Actuellement, les juges fédéraux sont élus par le parlement. Le saviez-vous? Les auteurs de l'initiative populaire «Désignation des juges fédéraux par tirage au sort», eux, en tout cas, le savent. Et ils ne se satisfont pas de cette situation. Avec ce texte sur lequel les Suisses voteront le 28 novembre prochain, le comité citoyen mené par le multimillionnaire thurgovien Adrian Gasser souhaite remplacer cette modalité d'élection par un tirage au sort.
Quel est l'argumentaire des initiants? Le système actuel désavantage les personnes sans partis. On pourra leur répondre qu'un candidat peut toujours s'encarter dans la perspective d'obtenir le poste. Les initiants reviendront à la charge en déclarant qu'il vaut mieux choisir quelqu'un en fonction de ses compétences plutôt que de son parti. Cette rhétorique ne résiste pas à la réalité des faits: la Commission judiciaire se charge déjà de présenter au parlement des papables ayant tout le profil pour être juges.
C'est avec un autre argument que les partisans de l'initiative touchent à un point intéressant: selon eux, le système actuel ne garantit pas l'indépendance des juges. Celle-ci serait davantage obtenue avec un système basé non pas sur les intérêts des partis d'avoir des représentants, mais sur un tirage au sort entre candidats compétents.
Ce à quoi les défenseurs du système actuel, Conseil fédéral et parlement en tête, répondent que tout juge est politisé, qu'il soit membre d'un parti ou non, et qu'il vaut donc mieux assurer une représentation partisane proportionnelle aux rapports de force au parlement. Plutôt de la démocratie que du hasard, si l'on résume.
Mais démocratie et hasard s'opposent-ils vraiment? Là se trouve peut-être le cœur du problème le plus fondamental de ce débat. Car pour les avocats du tirage au sort, la réponse à cette question est un grand non: le hasard est non seulement compatible avec la démocratie, mais il la renforce, étant l'une de ses manifestations les plus pures. Dans le camp adverse, la démocratie ne peut se concevoir sans vote. Le hasard ne vote pas: la chance y supplante le choix et la raison.
A remonter un peu dans le temps, on se rend compte que le tirage au sort n'a rien d'anti-suisse.
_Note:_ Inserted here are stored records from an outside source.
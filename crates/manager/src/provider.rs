//! External webhook subscription management.
//!
//! [`WebhookProvider`] is the contract the lifecycle manager consumes;
//! [`HttpWebhookProvider`] is the reqwest-backed adapter speaking the
//! GitHub hooks API and the Drive changes API. The manager guarantees it
//! never registers the same source identifier twice, so adapters need not
//! be idempotent themselves.

use std::time::Duration;

use async_trait::async_trait;
use serde_json::{json, Map, Value};

use foerderband_core::PipelineError;

// ── Contract ─────────────────────────────────────────────────────────

/// What a successful registration hands back.
#[derive(Debug, Clone)]
pub struct ProviderRegistration {
    /// Provider-side identity, required to deregister later.
    pub external_id: String,
    /// Drive-style continuation cursor captured at subscription time.
    pub start_page_token: Option<String>,
}

/// Adapter to the external services that deliver webhooks.
#[async_trait]
pub trait WebhookProvider: Send + Sync {
    async fn register(
        &self,
        plugin_type: &str,
        source_identifier: &str,
        callback_url: &str,
        secret: &str,
        credentials: &Map<String, Value>,
    ) -> Result<ProviderRegistration, PipelineError>;

    /// `external_id` is always the provider webhook identity and
    /// `resource_id` the source identifier, on every path.
    async fn deregister(
        &self,
        plugin_type: &str,
        external_id: &str,
        resource_id: &str,
        credentials: &Map<String, Value>,
    ) -> Result<(), PipelineError>;

    async fn verify_credentials(
        &self,
        plugin_type: &str,
        credentials: &Map<String, Value>,
    ) -> Result<bool, PipelineError>;
}

// ── HTTP adapter ─────────────────────────────────────────────────────

const GITHUB_API: &str = "https://api.github.com";
const DRIVE_API: &str = "https://www.googleapis.com/drive/v3";

/// reqwest-backed provider adapter with a bounded request timeout.
pub struct HttpWebhookProvider {
    client: reqwest::Client,
}

impl HttpWebhookProvider {
    pub fn new(timeout_secs: u64) -> Self {
        let client = reqwest::Client::builder()
            .timeout(Duration::from_secs(timeout_secs))
            .user_agent("foerderband")
            .build()
            .unwrap_or_default();
        Self { client }
    }

    fn credential<'a>(
        credentials: &'a Map<String, Value>,
        key: &str,
    ) -> Result<&'a str, PipelineError> {
        credentials
            .get(key)
            .and_then(Value::as_str)
            .filter(|s| !s.is_empty())
            .ok_or_else(|| PipelineError::Unauthorized(format!("missing credential '{}'", key)))
    }

    /// "https://github.com/owner/repo" → "owner/repo".
    fn github_repo_path(source_identifier: &str) -> Result<&str, PipelineError> {
        source_identifier
            .strip_prefix("https://github.com/")
            .filter(|rest| !rest.is_empty())
            .ok_or_else(|| {
                PipelineError::UnsupportedSource(format!(
                    "not a GitHub repository URL: {}",
                    source_identifier
                ))
            })
    }

    async fn register_github(
        &self,
        source_identifier: &str,
        callback_url: &str,
        secret: &str,
        credentials: &Map<String, Value>,
    ) -> Result<ProviderRegistration, PipelineError> {
        let token = Self::credential(credentials, "token")?;
        let repo = Self::github_repo_path(source_identifier)?;

        let response = self
            .client
            .post(format!("{}/repos/{}/hooks", GITHUB_API, repo))
            .bearer_auth(token)
            .json(&json!({
                "name": "web",
                "active": true,
                "events": ["push", "pull_request"],
                "config": {
                    "url": callback_url,
                    "content_type": "json",
                    "secret": secret,
                },
            }))
            .send()
            .await
            .map_err(|e| PipelineError::Upstream(format!("github hook create: {}", e)))?;

        let status = response.status();
        if !status.is_success() {
            let body = response.text().await.unwrap_or_default();
            return Err(PipelineError::Upstream(format!(
                "github hook create returned {}: {}",
                status, body
            )));
        }

        let body: Value = response
            .json()
            .await
            .map_err(|e| PipelineError::Upstream(format!("github hook response: {}", e)))?;
        let hook_id = body
            .get("id")
            .map(|id| id.to_string())
            .ok_or_else(|| PipelineError::Upstream("github hook response missing id".into()))?;

        Ok(ProviderRegistration {
            external_id: hook_id,
            start_page_token: None,
        })
    }

    async fn register_drive(
        &self,
        source_identifier: &str,
        callback_url: &str,
        secret: &str,
        credentials: &Map<String, Value>,
    ) -> Result<ProviderRegistration, PipelineError> {
        let token = Self::credential(credentials, "access_token")?;

        // Capture the change cursor first so the first delta sync starts
        // from subscription time.
        let response = self
            .client
            .get(format!("{}/changes/startPageToken", DRIVE_API))
            .bearer_auth(token)
            .send()
            .await
            .map_err(|e| PipelineError::Upstream(format!("drive startPageToken: {}", e)))?;
        if !response.status().is_success() {
            return Err(PipelineError::Upstream(format!(
                "drive startPageToken returned {}",
                response.status()
            )));
        }
        let body: Value = response
            .json()
            .await
            .map_err(|e| PipelineError::Upstream(format!("drive startPageToken body: {}", e)))?;
        let start_page_token = body
            .get("startPageToken")
            .and_then(Value::as_str)
            .map(str::to_string);

        let page_token = start_page_token.clone().unwrap_or_else(|| "1".to_string());
        let response = self
            .client
            .post(format!("{}/changes/watch?pageToken={}", DRIVE_API, page_token))
            .bearer_auth(token)
            .json(&json!({
                // The channel id doubles as the shared token the verifier
                // compares against X-Goog-Channel-Id.
                "id": secret,
                "type": "web_hook",
                "address": callback_url,
                "token": source_identifier,
            }))
            .send()
            .await
            .map_err(|e| PipelineError::Upstream(format!("drive watch: {}", e)))?;

        let status = response.status();
        if !status.is_success() {
            let body = response.text().await.unwrap_or_default();
            return Err(PipelineError::Upstream(format!(
                "drive watch returned {}: {}",
                status, body
            )));
        }
        let body: Value = response
            .json()
            .await
            .map_err(|e| PipelineError::Upstream(format!("drive watch body: {}", e)))?;
        let resource_id = body
            .get("resourceId")
            .and_then(Value::as_str)
            .ok_or_else(|| PipelineError::Upstream("drive watch missing resourceId".into()))?;

        Ok(ProviderRegistration {
            external_id: resource_id.to_string(),
            start_page_token,
        })
    }
}

#[async_trait]
impl WebhookProvider for HttpWebhookProvider {
    async fn register(
        &self,
        plugin_type: &str,
        source_identifier: &str,
        callback_url: &str,
        secret: &str,
        credentials: &Map<String, Value>,
    ) -> Result<ProviderRegistration, PipelineError> {
        match plugin_type {
            "git-crawler" => {
                self.register_github(source_identifier, callback_url, secret, credentials)
                    .await
            }
            "googledrive-crawler" => {
                self.register_drive(source_identifier, callback_url, secret, credentials)
                    .await
            }
            other => Err(PipelineError::UnsupportedSource(format!(
                "no webhook provider for plugin type '{}'",
                other
            ))),
        }
    }

    async fn deregister(
        &self,
        plugin_type: &str,
        external_id: &str,
        resource_id: &str,
        credentials: &Map<String, Value>,
    ) -> Result<(), PipelineError> {
        match plugin_type {
            "git-crawler" => {
                let token = Self::credential(credentials, "token")?;
                let repo = Self::github_repo_path(resource_id)?;
                let response = self
                    .client
                    .delete(format!("{}/repos/{}/hooks/{}", GITHUB_API, repo, external_id))
                    .bearer_auth(token)
                    .send()
                    .await
                    .map_err(|e| PipelineError::Upstream(format!("github hook delete: {}", e)))?;
                // 404 means the hook is already gone; deletion converges.
                if !response.status().is_success() && response.status().as_u16() != 404 {
                    return Err(PipelineError::Upstream(format!(
                        "github hook delete returned {}",
                        response.status()
                    )));
                }
                Ok(())
            }
            "googledrive-crawler" => {
                let token = Self::credential(credentials, "access_token")?;
                let response = self
                    .client
                    .post(format!("{}/channels/stop", DRIVE_API))
                    .bearer_auth(token)
                    .json(&json!({
                        "id": external_id,
                        "resourceId": resource_id,
                    }))
                    .send()
                    .await
                    .map_err(|e| PipelineError::Upstream(format!("drive channel stop: {}", e)))?;
                if !response.status().is_success() && response.status().as_u16() != 404 {
                    return Err(PipelineError::Upstream(format!(
                        "drive channel stop returned {}",
                        response.status()
                    )));
                }
                Ok(())
            }
            other => Err(PipelineError::UnsupportedSource(format!(
                "no webhook provider for plugin type '{}'",
                other
            ))),
        }
    }

    async fn verify_credentials(
        &self,
        plugin_type: &str,
        credentials: &Map<String, Value>,
    ) -> Result<bool, PipelineError> {
        let (url, token) = match plugin_type {
            "git-crawler" => (
                format!("{}/user", GITHUB_API),
                Self::credential(credentials, "token")?,
            ),
            "googledrive-crawler" => (
                format!("{}/about?fields=user", DRIVE_API),
                Self::credential(credentials, "access_token")?,
            ),
            other => {
                return Err(PipelineError::UnsupportedSource(format!(
                    "no webhook provider for plugin type '{}'",
                    other
                )))
            }
        };

        let response = self
            .client
            .get(url)
            .bearer_auth(token)
            .send()
            .await
            .map_err(|e| PipelineError::Upstream(format!("credential check: {}", e)))?;
        Ok(response.status().is_success())
    }
}

// ── Tests ────────────────────────────────────────────────────────────

#[cfg(test)]
mod tests {
    use super::*;

    #[test]
    fn test_github_repo_path() {
        assert_eq!(
            HttpWebhookProvider::github_repo_path("https://github.com/ex/r").unwrap(),
            "ex/r"
        );
        assert!(HttpWebhookProvider::github_repo_path("https://gitlab.com/ex/r").is_err());
        assert!(HttpWebhookProvider::github_repo_path("https://github.com/").is_err());
    }

    #[test]
    fn test_credential_lookup() {
        let mut credentials = Map::new();
        credentials.insert("token".into(), Value::String("t0k".into()));
        assert_eq!(
            HttpWebhookProvider::credential(&credentials, "token").unwrap(),
            "t0k"
        );
        let err = HttpWebhookProvider::credential(&credentials, "access_token").unwrap_err();
        assert_eq!(err.status_code(), 401);
    }

    #[tokio::test]
    async fn test_unknown_plugin_type_rejected() {
        let provider = HttpWebhookProvider::new(1);
        let err = provider
            .register("ftp-crawler", "sid", "http://cb", "secret", &Map::new())
            .await
            .unwrap_err();
        assert_eq!(err.status_code(), 400);
    }
}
Certains cantons l'ont pratiqué jusqu'au 20e siècle. On peut aussi revenir à l'époque actuelle et porter notre regard vers des Etats qui pratiquent une forme de tirage au sort, par exemple pour des élections de jurys populaires, tels que l'Angleterre, ou d'assemblées citoyennes, tels que l'Irlande.
En des temps plus éloignés, le tirage au sort a joué à plusieurs reprises un rôle fondamental dans des systèmes animés par un certain souffle démocratique. L'historien de la politique suisse Olivier Meuwly, intéressé par ce sujet, mais critique, rappelle dans un article pour la Fondation Pierre du Bois paru il y a deux ans que cette modalité d'élection fut «célébrée dans la Grèce antique comme le rouage démocratique par excellence» et «vivace dans les républiques italiennes médiévales soucieuses de briser les intrigues tissées par les familles les plus puissantes».
On le dit souvent: les discussions précédant les votations suisses sont souvent plus importantes que les votations elles-mêmes. Nous mettons à plat les choses, en quelque sorte. Nous faisons ressortir les questions enfouies, refoulées, frustrées, nous faisons rôtir les restes de plats mal digérés, pas terminés. Pour ensuite faire une pause jusqu'au prochain repas.
Or, chose suffisamment étonnante pour être notée, le Conseil fédéral, qui rejette l'initiative pour le tirage au sort des juges, n'a même pas jugé utile de proposer un contre-projet. Cela veut dire que, pour le gouvernement, la situation actuelle n'est pas améliorable, du moins pas juridiquement. La votation est présentée comme si le débat ne se posait pas, malgré les rapports critiques du Groupe d’Etats contre la corruption (Greco) sur l'indépendance des juges en Suisse. Et en dépit du fait que nos principes en la matière ne sont partagés par aucun autre pays au monde – mais ce doit être parce que nous sommes les meilleurs...
«Il serait [...] regrettable que la façon d’élire les juges fédéraux ne soit pas interrogée durant la campagne», estime ainsi le politologue René Knüsel dans une chronique parue ce mardi dans le journal 24 heures. Un contre-projet du Conseil fédéral ou simplement un début de discussion sur les alternatives pour améliorer le système aurait fait en sorte, selon l'ancien professeur à l'Unil, que «progresse [...] l’idée de mieux assurer l’indépendance de la justice.» Mais il est encore temps de mener cette réflexion.